IT WOULD BE, OF course, be an enormous exaggeration to say that Giovanni Trapattoni put Irish football back on the map but – as those in the FAI admit – he really raises the awareness of the team.
Everyone wants a piece of him. And, at yesterday’s pre-match press conference, Robbie Keane realised as much.
For the first 20 minutes of the event, there were questions from all corners of the globe for the Italian: Germany, Italy, the Middle East… but none accepted from Irish journalists. So, when the Uefa official put his hand up to signal the end of the press conference, Keane – admirably – interjected.
In a moment of solidarity between the player and media, Keane stated “we’ve been waiting 10 years to get here… do you want to let some Irish journalists ask questions?”
Keane got his wish. And a round of applause from the Irish media.
So, first question from an Irish point of view? How does this compare to 2002?
“It’s obviously been a difficult 10 years for the country. I think, in 2002, we had a great experience with people like Niall Quinn, Steve Staunton. You take things for granted when you’re a young lad. You think you’re going to win every tournament and we haven’t. It’s been a long time coming for the whole country and you can see the atmosphere. The country has been on its knees for the last few years. We want to give everyone a lift. It’s up to us to give the team as much joy as possible over the next month or so.
“We’re not here to make up the numbers. No doubt about that. If you look at our record over the last few years, it’s very, very good. We’re here with a lot of confidence and belief that we can get out of this group. It’s not going to be easy but, being with these lads for the last few weeks and years, there’s no doubt in my mind we believe we can get out of this group.”
Keane also again reiterated the clear eagerness of the Irish team to get out onto the pitch and get at Croatia.
“We’ve been together now for three weeks or so. I think everybody can feel it coming. Landing [in Poznan] today, there’s the sense that it’s around the corner. Yesterday, we watched the games as a group. It was up to the individuals whether they wanted to watch. But I think every player, including staff, watched. We’ve been desperate to just get on with it. This is what we’ve been waiting for. We’ve been preparing for the last couple of years to be here and, speaking to the players, we’ve been desperate for this to come.”
Such commitment, of course, will be badly needed against a Croatian side who are talking in pretty confident tones themselves.

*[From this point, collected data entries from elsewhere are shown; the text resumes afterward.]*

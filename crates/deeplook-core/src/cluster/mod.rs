//! Face clustering over L2-normalised encodings.
//!
//! [`cluster`] computes the full pairwise distance matrix up front, so a face
//! with a missing or mismatched encoding fails the call before any grouping
//! happens. The algorithms themselves only see indexes and an injected
//! distance function.

pub mod chinese_whispers;
pub mod dbscan;

use std::collections::HashMap;
use std::fmt;
use std::str::FromStr;

use ndarray::Array2;
use serde::{Deserialize, Serialize};
use thiserror::Error;

use crate::linalg::LinalgError;
use crate::types::Face;

pub use chinese_whispers::ChineseWhispers;
pub use dbscan::Dbscan;

const DEFAULT_MINIMUM_CLUSTER_SIZE: usize = 1;
const DEFAULT_NUMBER_ITERATIONS: usize = 100;
const DEFAULT_THRESHOLD: f64 = 0.7;

#[derive(Error, Debug, Clone, PartialEq)]
pub enum ClusterError {
    #[error("invalid cluster options: {0}")]
    InvalidOptions(String),
    #[error("distance between faces {left} and {right}: {source}")]
    Distance {
        left: usize,
        right: usize,
        #[source]
        source: LinalgError,
    },
    #[error("unknown cluster algorithm {0:?}")]
    UnknownAlgorithm(String),
}

#[derive(Debug, Clone, Copy, PartialEq, Eq, Hash, Default, Serialize, Deserialize)]
#[serde(rename_all = "snake_case")]
pub enum ClusterType {
    Dbscan,
    #[default]
    ChineseWhispers,
}

impl fmt::Display for ClusterType {
    fn fmt(&self, f: &mut fmt::Formatter<'_>) -> fmt::Result {
        match self {
            ClusterType::Dbscan => f.write_str("dbscan"),
            ClusterType::ChineseWhispers => f.write_str("chinese_whispers"),
        }
    }
}

impl FromStr for ClusterType {
    type Err = ClusterError;

    fn from_str(s: &str) -> Result<Self, Self::Err> {
        match s.to_ascii_lowercase().replace('-', "_").as_str() {
            "dbscan" => Ok(Self::Dbscan),
            "chinese_whispers" | "chinesewhispers" => Ok(Self::ChineseWhispers),
            _ => Err(ClusterError::UnknownAlgorithm(s.to_string())),
        }
    }
}

/// How [`cluster`] groups faces.
#[derive(Debug, Clone, PartialEq, Serialize, Deserialize)]
#[serde(default)]
pub struct ClusterOptions {
    /// ChineseWhispers keeps only groups strictly larger than this.
    pub minimum_cluster_size: usize,
    /// Upper bound on ChineseWhispers label-propagation passes.
    pub number_iterations: usize,
    /// Maximum encoding distance for two faces to be neighbours.
    pub threshold: f64,
    pub cluster_type: ClusterType,
    /// Seed for the ChineseWhispers visitation order.
    pub seed: u64,
}

impl Default for ClusterOptions {
    fn default() -> Self {
        Self {
            minimum_cluster_size: DEFAULT_MINIMUM_CLUSTER_SIZE,
            number_iterations: DEFAULT_NUMBER_ITERATIONS,
            threshold: DEFAULT_THRESHOLD,
            cluster_type: ClusterType::default(),
            seed: 0,
        }
    }
}

impl ClusterOptions {
    pub fn validate(&self) -> Result<(), ClusterError> {
        if self.minimum_cluster_size < 1 {
            return Err(ClusterError::InvalidOptions(
                "minimum_cluster_size must be at least 1".into(),
            ));
        }
        if self.number_iterations == 0 {
            return Err(ClusterError::InvalidOptions(
                "number_iterations must be positive".into(),
            ));
        }
        if !self.threshold.is_finite() || self.threshold < 0.0 {
            return Err(ClusterError::InvalidOptions(format!(
                "threshold must be finite and non-negative, got {}",
                self.threshold
            )));
        }
        Ok(())
    }
}

/// A clustering algorithm over `len` items addressed by index.
///
/// Returns index groups ordered by their first member.
pub trait ClusterAlgorithm {
    fn cluster(&self, len: usize, distance: &dyn Fn(usize, usize) -> f64) -> Vec<Vec<usize>>;
}

/// Symmetric matrix of encoding distances.
pub fn distance_matrix(faces: &[Face]) -> Result<Array2<f64>, ClusterError> {
    let n = faces.len();
    let mut matrix = Array2::<f64>::zeros((n, n));
    for i in 0..n {
        for j in (i + 1)..n {
            let d = faces[i]
                .distance(&faces[j])
                .map_err(|source| ClusterError::Distance {
                    left: i,
                    right: j,
                    source,
                })?;
            matrix[[i, j]] = d;
            matrix[[j, i]] = d;
        }
    }
    // A lone face still needs a usable encoding.
    if n == 1 && faces[0].encoding.is_empty() {
        return Err(ClusterError::Distance {
            left: 0,
            right: 0,
            source: LinalgError::Empty,
        });
    }
    Ok(matrix)
}

/// Group faces of the same person.
///
/// DBSCAN treats faces sharing a `local_identifier` as infinitely far apart
/// and returns a partition of the input. The exclusion only blocks direct
/// links: two faces from one asset still share a group when a third face
/// reaches both. ChineseWhispers drops groups of
/// `minimum_cluster_size` faces or fewer.
pub fn cluster(faces: &[Face], options: &ClusterOptions) -> Result<Vec<Vec<Face>>, ClusterError> {
    options.validate()?;
    if faces.is_empty() {
        return Ok(Vec::new());
    }

    let matrix = distance_matrix(faces)?;
    let groups = match options.cluster_type {
        ClusterType::Dbscan => {
            let distance = |i: usize, j: usize| {
                if i != j && faces[i].local_identifier == faces[j].local_identifier {
                    f64::INFINITY
                } else {
                    matrix[[i, j]]
                }
            };
            Dbscan::new(options.threshold, 1).cluster(faces.len(), &distance)
        }
        ClusterType::ChineseWhispers => {
            let algorithm = ChineseWhispers::new(
                options.threshold,
                options.number_iterations,
                options.seed,
            );
            algorithm
                .cluster(faces.len(), &|i, j| matrix[[i, j]])
                .into_iter()
                .filter(|g| g.len() > options.minimum_cluster_size)
                .collect()
        }
    };

    tracing::debug!(
        faces = faces.len(),
        groups = groups.len(),
        algorithm = %options.cluster_type,
        "clustered faces"
    );

    Ok(groups
        .into_iter()
        .map(|g| g.into_iter().map(|i| faces[i].clone()).collect())
        .collect())
}

/// Turn per-item labels into index groups ordered by first member.
pub(crate) fn group_by_label(labels: &[usize]) -> Vec<Vec<usize>> {
    let mut slots: HashMap<usize, usize> = HashMap::new();
    let mut groups: Vec<Vec<usize>> = Vec::new();
    for (i, &label) in labels.iter().enumerate() {
        let slot = *slots.entry(label).or_insert_with(|| {
            groups.push(Vec::new());
            groups.len() - 1
        });
        groups[slot].push(i);
    }
    groups
}

#[cfg(test)]
mod tests {
    use super::*;
    use crate::types::FaceObservation;

    fn face(id: &str, encoding: &[f64]) -> Face {
        Face::new(id, FaceObservation::default()).with_encoding(encoding.to_vec())
    }

    /// Two people, three photos each, distinct assets.
    fn two_people() -> Vec<Face> {
        vec![
            face("a1", &[1.0, 0.0, 0.0]),
            face("b1", &[0.0, 1.0, 0.0]),
            face("a2", &[0.98, 0.1, 0.0]),
            face("a3", &[0.97, 0.0, 0.15]),
            face("b2", &[0.1, 0.99, 0.0]),
            face("b3", &[0.0, 0.97, 0.2]),
        ]
    }

    fn ids(groups: &[Vec<Face>]) -> Vec<Vec<&str>> {
        groups
            .iter()
            .map(|g| g.iter().map(|f| f.local_identifier.as_str()).collect())
            .collect()
    }

    fn assert_partition(groups: &[Vec<Face>], faces: &[Face]) {
        let mut seen: Vec<&str> = groups
            .iter()
            .flatten()
            .map(|f| f.local_identifier.as_str())
            .collect();
        seen.sort_unstable();
        let mut expected: Vec<&str> = faces.iter().map(|f| f.local_identifier.as_str()).collect();
        expected.sort_unstable();
        assert_eq!(seen, expected, "every face in exactly one group");
    }

    fn options(cluster_type: ClusterType) -> ClusterOptions {
        ClusterOptions {
            threshold: 0.5,
            cluster_type,
            ..Default::default()
        }
    }

    #[test]
    fn test_dbscan_partitions_two_people() {
        let faces = two_people();
        let groups = cluster(&faces, &options(ClusterType::Dbscan)).unwrap();
        assert_eq!(ids(&groups), vec![vec!["a1", "a2", "a3"], vec!["b1", "b2", "b3"]]);
        assert_partition(&groups, &faces);
    }

    #[test]
    fn test_chinese_whispers_partitions_two_people() {
        let faces = two_people();
        let groups = cluster(&faces, &options(ClusterType::ChineseWhispers)).unwrap();
        assert_eq!(ids(&groups), vec![vec!["a1", "a2", "a3"], vec!["b1", "b2", "b3"]]);
        assert_partition(&groups, &faces);
    }

    #[test]
    fn test_dbscan_keeps_outliers_as_singletons() {
        let mut faces = two_people();
        faces.push(face("loner", &[0.0, 0.0, 1.0]));
        let groups = cluster(&faces, &options(ClusterType::Dbscan)).unwrap();
        assert_eq!(groups.len(), 3);
        assert_eq!(ids(&groups)[2], vec!["loner"]);
        assert_partition(&groups, &faces);
    }

    #[test]
    fn test_chinese_whispers_drops_small_groups() {
        let mut faces = two_people();
        faces.push(face("loner", &[0.0, 0.0, 1.0]));
        let groups = cluster(&faces, &options(ClusterType::ChineseWhispers)).unwrap();
        assert_eq!(groups.len(), 2);
        // Only the singleton loner is dropped.
        let kept: usize = groups.iter().map(Vec::len).sum();
        assert_eq!(kept, faces.len() - 1);
        assert!(ids(&groups).iter().flatten().all(|id| *id != "loner"));

        let strict = ClusterOptions {
            minimum_cluster_size: 3,
            ..options(ClusterType::ChineseWhispers)
        };
        assert!(cluster(&faces, &strict).unwrap().is_empty());
    }

    #[test]
    fn test_dbscan_links_same_asset_faces_through_a_third() {
        let faces = vec![
            face("img1", &[1.0, 0.0]),
            face("img2", &[1.0, 0.05]),
            face("img1", &[1.0, 0.1]),
        ];
        let groups = cluster(&faces, &options(ClusterType::Dbscan)).unwrap();
        assert_eq!(ids(&groups), vec![vec!["img1", "img2", "img1"]]);
    }

    #[test]
    fn test_dbscan_separates_faces_from_same_asset() {
        // Identical encodings, but both faces come from one photo
        let faces = vec![face("group-photo", &[1.0, 0.0]), face("group-photo", &[1.0, 0.0])];
        let groups = cluster(&faces, &options(ClusterType::Dbscan)).unwrap();
        assert_eq!(groups.len(), 2);
        for g in &groups {
            assert_eq!(g.len(), 1);
        }
    }

    #[test]
    fn test_chinese_whispers_is_seed_deterministic() {
        let faces = two_people();
        let opts = ClusterOptions {
            seed: 42,
            ..options(ClusterType::ChineseWhispers)
        };
        let first = cluster(&faces, &opts).unwrap();
        let second = cluster(&faces, &opts).unwrap();
        assert_eq!(ids(&first), ids(&second));
    }

    #[test]
    fn test_empty_input() {
        assert!(cluster(&[], &ClusterOptions::default()).unwrap().is_empty());
    }

    #[test]
    fn test_dimension_mismatch_is_error() {
        let faces = vec![face("a", &[1.0, 0.0]), face("b", &[1.0, 0.0, 0.0])];
        let err = cluster(&faces, &options(ClusterType::Dbscan)).unwrap_err();
        assert_eq!(
            err,
            ClusterError::Distance {
                left: 0,
                right: 1,
                source: LinalgError::DimensionMismatch { left: 2, right: 3 },
            }
        );
    }

    #[test]
    fn test_single_face_without_encoding_is_error() {
        let faces = vec![face("a", &[])];
        assert!(matches!(
            cluster(&faces, &options(ClusterType::Dbscan)),
            Err(ClusterError::Distance { .. })
        ));
    }

    #[test]
    fn test_invalid_options() {
        let faces = two_people();
        for bad in [
            ClusterOptions { minimum_cluster_size: 0, ..Default::default() },
            ClusterOptions { number_iterations: 0, ..Default::default() },
            ClusterOptions { threshold: f64::NAN, ..Default::default() },
            ClusterOptions { threshold: -0.1, ..Default::default() },
        ] {
            assert!(matches!(cluster(&faces, &bad), Err(ClusterError::InvalidOptions(_))));
        }
    }

    #[test]
    fn test_options_from_json() {
        let opts: ClusterOptions =
            serde_json::from_str(r#"{"threshold": 0.6, "cluster_type": "dbscan"}"#).unwrap();
        assert_eq!(opts.cluster_type, ClusterType::Dbscan);
        assert_eq!(opts.threshold, 0.6);
        assert_eq!(opts.number_iterations, 100);
        assert_eq!("Chinese-Whispers".parse::<ClusterType>().unwrap(), ClusterType::ChineseWhispers);
    }

    #[test]
    fn test_group_by_label_orders_by_first_member() {
        assert_eq!(
            group_by_label(&[7, 3, 7, 3, 9]),
            vec![vec![0, 2], vec![1, 3], vec![4]]
        );
    }
}
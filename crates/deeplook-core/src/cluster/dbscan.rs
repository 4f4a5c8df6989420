//! Density-based clustering (DBSCAN).

use super::{group_by_label, ClusterAlgorithm};

/// Points within `epsilon` of each other are neighbours; a point with at
/// least `min_points` neighbours (itself included) is a core point.
///
/// Points reachable from no core point are noise and come back as
/// singleton groups, so the result always covers every input.
#[derive(Debug, Clone, Copy, PartialEq)]
pub struct Dbscan {
    pub epsilon: f64,
    pub min_points: usize,
}

impl Dbscan {
    pub fn new(epsilon: f64, min_points: usize) -> Self {
        Self {
            epsilon,
            min_points,
        }
    }

    fn neighbours(
        &self,
        len: usize,
        idx: usize,
        distance: &dyn Fn(usize, usize) -> f64,
    ) -> Vec<usize> {
        (0..len)
            .filter(|&j| j != idx && distance(idx, j) <= self.epsilon)
            .collect()
    }
}

impl ClusterAlgorithm for Dbscan {
    fn cluster(&self, len: usize, distance: &dyn Fn(usize, usize) -> f64) -> Vec<Vec<usize>> {
        let mut labels: Vec<Option<usize>> = vec![None; len];
        let mut visited = vec![false; len];
        let mut next_label = 0;

        for i in 0..len {
            if visited[i] {
                continue;
            }
            visited[i] = true;
            let mut frontier = self.neighbours(len, i, distance);
            if frontier.len() + 1 < self.min_points {
                continue;
            }

            let label = next_label;
            next_label += 1;
            labels[i] = Some(label);

            let mut k = 0;
            while k < frontier.len() {
                let j = frontier[k];
                k += 1;
                if !visited[j] {
                    visited[j] = true;
                    let reach = self.neighbours(len, j, distance);
                    if reach.len() + 1 >= self.min_points {
                        frontier.extend(reach.into_iter().filter(|n| labels[*n].is_none()));
                    }
                }
                // Border points keep the first cluster that reaches them.
                if labels[j].is_none() {
                    labels[j] = Some(label);
                }
            }
        }

        // Noise gets a label of its own.
        let labels: Vec<usize> = labels
            .into_iter()
            .map(|l| {
                l.unwrap_or_else(|| {
                    next_label += 1;
                    next_label - 1
                })
            })
            .collect();
        group_by_label(&labels)
    }
}
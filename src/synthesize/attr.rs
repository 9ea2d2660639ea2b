use once_cell::sync::Lazy;
use regex::Regex;
use serde_json::Value;

use crate::model::{Expr, ObjectItem, is_identifier};

/// Type-constraint keywords written bare after `type =`.
const TYPE_KEYWORDS: &[&str] = &["string", "number", "bool", "list", "set", "map", "object", "tuple", "any"];

/// A whole-string reference such as `${var.region}`.
static SIMPLE_REFERENCE: Lazy<Regex> =
    Lazy::new(|| Regex::new(r"^\$\{[A-Za-z0-9._-]+\}$").expect("reference pattern is valid"));

/// Expression for a JSON value in attribute position. `name` is the key the
/// value sits under; list elements have none.
pub(super) fn attribute_expr(name: Option<&str>, value: &Value) -> Expr {
    match value {
        Value::String(text) => string_expr(name, text),
        Value::Array(items) => Expr::tuple(items.iter().map(|item| attribute_expr(None, item)).collect()),
        Value::Object(map) => Expr::object(
            map.iter()
                .map(|(key, value)| ObjectItem { key: object_key(key), value: attribute_expr(Some(key), value) })
                .collect(),
        ),
        scalar => Expr::literal(scalar.clone()),
    }
}

fn string_expr(name: Option<&str>, text: &str) -> Expr {
    if name == Some("type") && TYPE_KEYWORDS.contains(&text) {
        return Expr::ident(text);
    }
    if SIMPLE_REFERENCE.is_match(text) {
        return Expr::opaque(&text[2..text.len() - 1]);
    }
    if text.contains("${") {
        // inserted as-is; the template sequences stay live
        return Expr::opaque(format!("\"{text}\""));
    }
    Expr::string(text)
}

fn object_key(key: &str) -> Expr {
    if is_identifier(key) && !matches!(key, "for" | "in" | "if") {
        Expr::ident(key)
    } else {
        Expr::string(key)
    }
}
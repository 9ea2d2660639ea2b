//! JSON document → HCL tree.
//!
//! Each field is classified as block-shaped or not. Block-shaped fields are
//! turned into blocks all-or-nothing: if any instance under the key fails to
//! have a block shape, everything produced for the key is discarded and the
//! whole value is written as one attribute instead. That fallback is logged
//! at debug level and never fails the document.
mod attr;
mod classify;
mod extract;

use serde_json::{Map, Value};

use crate::error::{Error, Result, kind_name};
use crate::model::{Block, Body};

pub use classify::{Dialect, is_block_shaped};

use attr::attribute_expr;
use extract::{Mismatch, extract_labels_and_content};

/// The document root must be an object.
pub fn synthesize_document(doc: &Value, dialect: Dialect) -> Result<Body> {
    let Value::Object(fields) = doc else {
        return Err(Error::NotAnObject(kind_name(doc)));
    };
    Ok(body_from_fields(fields, dialect))
}

fn body_from_fields(fields: &Map<String, Value>, dialect: Dialect) -> Body {
    let mut body = Body::new();
    for (key, value) in fields {
        if key == "//" {
            tracing::debug!("dropping \"//\" comment property");
            continue;
        }
        emit_field(&mut body, key, value, dialect);
    }
    body
}

fn emit_field(body: &mut Body, key: &str, value: &Value, dialect: Dialect) {
    let blocks = match value {
        Value::Array(items) if is_block_shaped(key, value, dialect) => list_blocks(key, items, dialect),
        Value::Object(map) if is_block_shaped(key, value, dialect) => object_blocks(key, map, dialect),
        _ => {
            body.set_attribute(key, attribute_expr(Some(key), value));
            return;
        }
    };
    match blocks {
        Ok(blocks) => blocks.into_iter().for_each(|block| body.push_block(block)),
        Err(Mismatch(reason)) => {
            tracing::debug!(key, %reason, "not block-shaped, writing as attribute");
            body.set_attribute(key, attribute_expr(Some(key), value));
        }
    }
}

/// One block per list element.
fn list_blocks(key: &str, items: &[Value], dialect: Dialect) -> std::result::Result<Vec<Block>, Mismatch> {
    items
        .iter()
        .map(|instance| {
            let (labels, content) = extract_labels_and_content(instance)?;
            Ok(Block::new(key, labels, body_from_fields(&content, dialect)))
        })
        .collect()
}

/// Labels are the object keys on the way down.
fn object_blocks(key: &str, map: &Map<String, Value>, dialect: Dialect) -> std::result::Result<Vec<Block>, Mismatch> {
    if map.is_empty() {
        return Err(Mismatch(format!("{key} is an empty object")));
    }
    let mut blocks = Vec::new();
    for (label, value) in map {
        labelled_blocks(key, vec![label.clone()], value, dialect, &mut blocks)?;
    }
    Ok(blocks)
}

fn labelled_blocks(
    key: &str,
    labels: Vec<String>,
    value: &Value,
    dialect: Dialect,
    out: &mut Vec<Block>,
) -> std::result::Result<(), Mismatch> {
    match value {
        Value::Array(list) => match list.as_slice() {
            [Value::Object(content)] => {
                out.push(Block::new(key, labels, body_from_fields(content, dialect)));
                Ok(())
            }
            _ => Err(Mismatch(format!("{key} {labels:?} is a list that is not a single object"))),
        },
        Value::Object(map) if !map.is_empty() && map.values().all(Value::is_array) => {
            for (label, child) in map {
                let mut labels = labels.clone();
                labels.push(label.clone());
                labelled_blocks(key, labels, child, dialect, out)?;
            }
            Ok(())
        }
        Value::Object(content) => {
            out.push(Block::new(key, labels, body_from_fields(content, dialect)));
            Ok(())
        }
        other => Err(Mismatch(format!("{key} {labels:?} is {}", kind_name(other)))),
    }
}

“We obviously know they’re a strong team,” Keane said. “They have good individual players, someone like Luka Modric, who I know very well. I’ve been onto him a bit over the last few days, having a bit of banter. Hopefully I’ll be shaking his hand with three points in the bag. They’ve become a very good team under Bilic. We know their weaknesses and strengths. That has been driven into us.”
But, ultimately, can it drive them to the performance levels of Paris?
“I certainly hope that’s the case. Paris was one of our best games in a long, long time. But, if you look at the way we’ve played in the last few games, there’s no reason we can’t get a win. It’s certainly going to be a tough game but if we go into it in the same manner we’ve done since the manager took over, I don’t think anyone should be too worried.”